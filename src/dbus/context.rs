use {
    parking_lot::{Condvar, Mutex},
    run_on_drop::on_drop,
    std::{
        collections::VecDeque,
        io,
        sync::Arc,
        thread::{self, JoinHandle, ThreadId},
    },
};

#[cfg(test)]
mod tests;

pub type Job = Box<dyn FnOnce() + Send>;

/// Where handlers and completions run.
///
/// Jobs scheduled on the same context must run in the order they were
/// scheduled. The connection never holds its lock while scheduling.
pub trait ExecutionContext: Send + Sync {
    fn schedule(&self, job: Job);
}

/// Runs jobs on the thread that schedules them.
pub struct Immediate;

impl ExecutionContext for Immediate {
    fn schedule(&self, job: Job) {
        job();
    }
}

#[derive(Default)]
struct WorkerState {
    jobs: VecDeque<Job>,
    running: bool,
    stopped: bool,
}

#[derive(Default)]
struct WorkerShared {
    state: Mutex<WorkerState>,
    cond: Condvar,
}

/// Runs jobs on a dedicated thread.
pub struct WorkerThread {
    shared: Arc<WorkerShared>,
    thread: Option<JoinHandle<()>>,
    id: ThreadId,
}

impl WorkerThread {
    pub fn new(name: &str) -> Result<Arc<Self>, io::Error> {
        let shared = Arc::new(WorkerShared::default());
        let thread = thread::Builder::new().name(name.to_string()).spawn({
            let shared = shared.clone();
            move || work(&shared)
        })?;
        Ok(Arc::new(Self {
            shared,
            id: thread.thread().id(),
            thread: Some(thread),
        }))
    }

    /// Blocks until all scheduled jobs have run.
    pub fn wait_idle(&self) {
        let mut state = self.shared.state.lock();
        while state.running || state.jobs.len() > 0 {
            self.shared.cond.wait(&mut state);
        }
    }
}

fn work(shared: &WorkerShared) {
    let mut state = shared.state.lock();
    loop {
        if let Some(job) = state.jobs.pop_front() {
            state.running = true;
            drop(state);
            let done = on_drop(|| {
                shared.state.lock().running = false;
                shared.cond.notify_all();
            });
            job();
            drop(done);
            state = shared.state.lock();
            continue;
        }
        if state.stopped {
            return;
        }
        shared.cond.wait(&mut state);
    }
}

impl ExecutionContext for WorkerThread {
    fn schedule(&self, job: Job) {
        let mut state = self.shared.state.lock();
        state.jobs.push_back(job);
        self.shared.cond.notify_all();
    }
}

impl Drop for WorkerThread {
    fn drop(&mut self) {
        self.shared.state.lock().stopped = true;
        self.shared.cond.notify_all();
        if let Some(thread) = self.thread.take() {
            if thread::current().id() != self.id {
                let _ = thread.join();
            }
        }
    }
}

/// Collects jobs until the owner runs them with [`LocalQueue::run_pending`].
#[derive(Default)]
pub struct LocalQueue {
    jobs: Mutex<VecDeque<Job>>,
}

impl LocalQueue {
    pub fn new() -> Arc<Self> {
        Arc::new(Self::default())
    }

    /// Runs jobs until the queue is empty, including jobs scheduled by the
    /// jobs themselves. Returns the number of jobs run.
    pub fn run_pending(&self) -> usize {
        let mut n = 0;
        loop {
            let Some(job) = self.jobs.lock().pop_front() else {
                return n;
            };
            job();
            n += 1;
        }
    }

    pub fn len(&self) -> usize {
        self.jobs.lock().len()
    }
}

impl ExecutionContext for LocalQueue {
    fn schedule(&self, job: Job) {
        self.jobs.lock().push_back(job);
    }
}

struct MailboxState<E> {
    queue: VecDeque<E>,
    draining: bool,
}

/// Serializes the events of a single observer.
///
/// Events are queued with [`Mailbox::push`] while the connection lock is
/// held, which fixes their order. [`Mailbox::flush`] is called after the lock
/// has been released and delivers them on the observer's context. At most one
/// drain job per mailbox exists at any time.
pub(super) struct Mailbox<E> {
    ctx: Arc<dyn ExecutionContext>,
    handler: Arc<dyn Fn(E) + Send + Sync>,
    state: Mutex<MailboxState<E>>,
}

impl<E: Send + 'static> Mailbox<E> {
    pub fn new(ctx: Arc<dyn ExecutionContext>, handler: Arc<dyn Fn(E) + Send + Sync>) -> Arc<Self> {
        Arc::new(Self {
            ctx,
            handler,
            state: Mutex::new(MailboxState {
                queue: VecDeque::new(),
                draining: false,
            }),
        })
    }

    pub fn push(&self, event: E) {
        self.state.lock().queue.push_back(event);
    }

    pub fn flush(self: &Arc<Self>) {
        {
            let mut state = self.state.lock();
            if state.draining || state.queue.is_empty() {
                return;
            }
            state.draining = true;
        }
        let slf = self.clone();
        self.ctx.schedule(Box::new(move || slf.drain()));
    }

    fn drain(&self) {
        loop {
            let event = {
                let mut state = self.state.lock();
                match state.queue.pop_front() {
                    Some(e) => e,
                    None => {
                        state.draining = false;
                        return;
                    }
                }
            };
            (self.handler)(event);
        }
    }
}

● ● ● ● ● ● ●

Task goal
Copy the whole listing above once more, character for character.

Output of the task
filename src/dbus/context.rs
use {
    parking_lot::{Condvar, Mutex},
    run_on_drop::on_drop,
    std::{
        collections::VecDeque,
        io,
        sync::Arc,
        thread::{self, JoinHandle, ThreadId},
    },
};

#[cfg(test)]
mod tests;

pub type Job = Box<dyn FnOnce() + Send>;

/// Where handlers and completions run.
///
/// Jobs scheduled on the same context must run in the order they were
/// scheduled. The connection never holds its lock while scheduling.
pub trait ExecutionContext: Send + Sync {
    fn schedule(&self, job: Job);
}

/// Runs jobs on the thread that schedules them.
pub struct Immediate;

impl ExecutionContext for Immediate {
    fn schedule(&self, job: Job) {
        job();
    }
}

#[derive(Default)]
struct WorkerState {
    jobs: VecDeque<Job>,
    running: bool,
    stopped: bool,
}

#[derive(Default)]
struct WorkerShared {
    state: Mutex<WorkerState>,
    cond: Condvar,
}

/// Runs jobs on a dedicated thread.
pub struct WorkerThread {
    shared: Arc<WorkerShared>,
    thread: Option<JoinHandle<()>>,
    id: ThreadId,
}

impl WorkerThread {
    pub fn new(name: &str) -> Result<Arc<Self>, io::Error> {
        let shared = Arc::new(WorkerShared::default());
        let thread = thread::Builder::new().name(name.to_string()).spawn({
            let shared = shared.clone();
            move || work(&shared)
        })?;
        Ok(Arc::new(Self {
            shared,
            id: thread.thread().id(),
            thread: Some(thread),
        }))
    }

    /// Blocks until all scheduled jobs have run.
    pub fn wait_idle(&self) {
        let mut state = self.shared.state.lock();
        while state.running || state.jobs.len() > 0 {
            self.shared.cond.wait(&mut state);
        }
    }
}

fn work(shared: &WorkerShared) {
    let mut state = shared.state.lock();
    loop {
        if let Some(job) = state.jobs.pop_front() {
            state.running = true;
            drop(state);
            let done = on_drop(|| {
                shared.state.lock().running = false;
                shared.cond.notify_all();
            });
            job();
            drop(done);
            state = shared.state.lock();
            continue;
        }
        if state.stopped {
            return;
        }
        shared.cond.wait(&mut state);
    }
}

impl ExecutionContext for WorkerThread {
    fn schedule(&self, job: Job) {
        let mut state = self.shared.state.lock();
        state.jobs.push_back(job);
        self.shared.cond.notify_all();
    }
}

impl Drop for WorkerThread {
    fn drop(&mut self) {
        self.shared.state.lock().stopped = true;
        self.shared.cond.notify_all();
        if let Some(thread) = self.thread.take() {
            if thread::current().id() != self.id {
                let _ = thread.join();
            }
        }
    }
}

/// Collects jobs until the owner runs them with [`LocalQueue::run_pending`].
#[derive(Default)]
pub struct LocalQueue {
    jobs: Mutex<VecDeque<Job>>,
}

impl LocalQueue {
    pub fn new() -> Arc<Self> {
        Arc::new(Self::default())
    }

    /// Runs jobs until the queue is empty, including jobs scheduled by the
    /// jobs themselves. Returns the number of jobs run.
    pub fn run_pending(&self) -> usize {
        let mut n = 0;
        loop {
            let Some(job) = self.jobs.lock().pop_front() else {
                return n;
            };
            job();
            n += 1;
        }
    }

    pub fn len(&self) -> usize {
        self.jobs.lock().len()
    }
}

impl ExecutionContext for LocalQueue {
    fn schedule(&self, job: Job) {
        self.jobs.lock().push_back(job);
    }
}

struct MailboxState<E> {
    queue: VecDeque<E>,
    draining: bool,
}

/// Serializes the events of a single observer.
///
/// Events are queued with [`Mailbox::push`] while the connection lock is
/// held, which fixes their order. [`Mailbox::flush`] is called after the lock
/// has been released and delivers them on the observer's context. At most one
/// drain job per mailbox exists at any time.
pub(super) struct Mailbox<E> {
    ctx: Arc<dyn ExecutionContext>,
    handler: Arc<dyn Fn(E) + Send + Sync>,
    state: Mutex<MailboxState<E>>,
}

impl<E: Send + 'static> Mailbox<E> {
    pub fn new(ctx: Arc<dyn ExecutionContext>, handler: Arc<dyn Fn(E) + Send + Sync>) -> Arc<Self> {
        Arc::new(Self {
            ctx,
            handler,
            state: Mutex::new(MailboxState {
                queue: VecDeque::new(),
                draining: false,
            }),
        })
    }

    pub fn push(&self, event: E) {
        self.state.lock().queue.push_back(event);
    }

    pub fn flush(self: &Arc<Self>) {
        {
            let mut state = self.state.lock();
            if state.draining || state.queue.is_empty() {
                return;
            }
            state.draining = true;
        }
        let slf = self.clone();
        self.ctx.schedule(Box::new(move || slf.drain()));
    }

    fn drain(&self) {
        loop {
            let event = {
                let mut state = self.state.lock();
                match state.queue.pop_front() {
                    Some(e) => e,
                    None => {
                        state.draining = false;
                        return;
                    }
                }
            };
            (self.handler)(event);
        }
    }
}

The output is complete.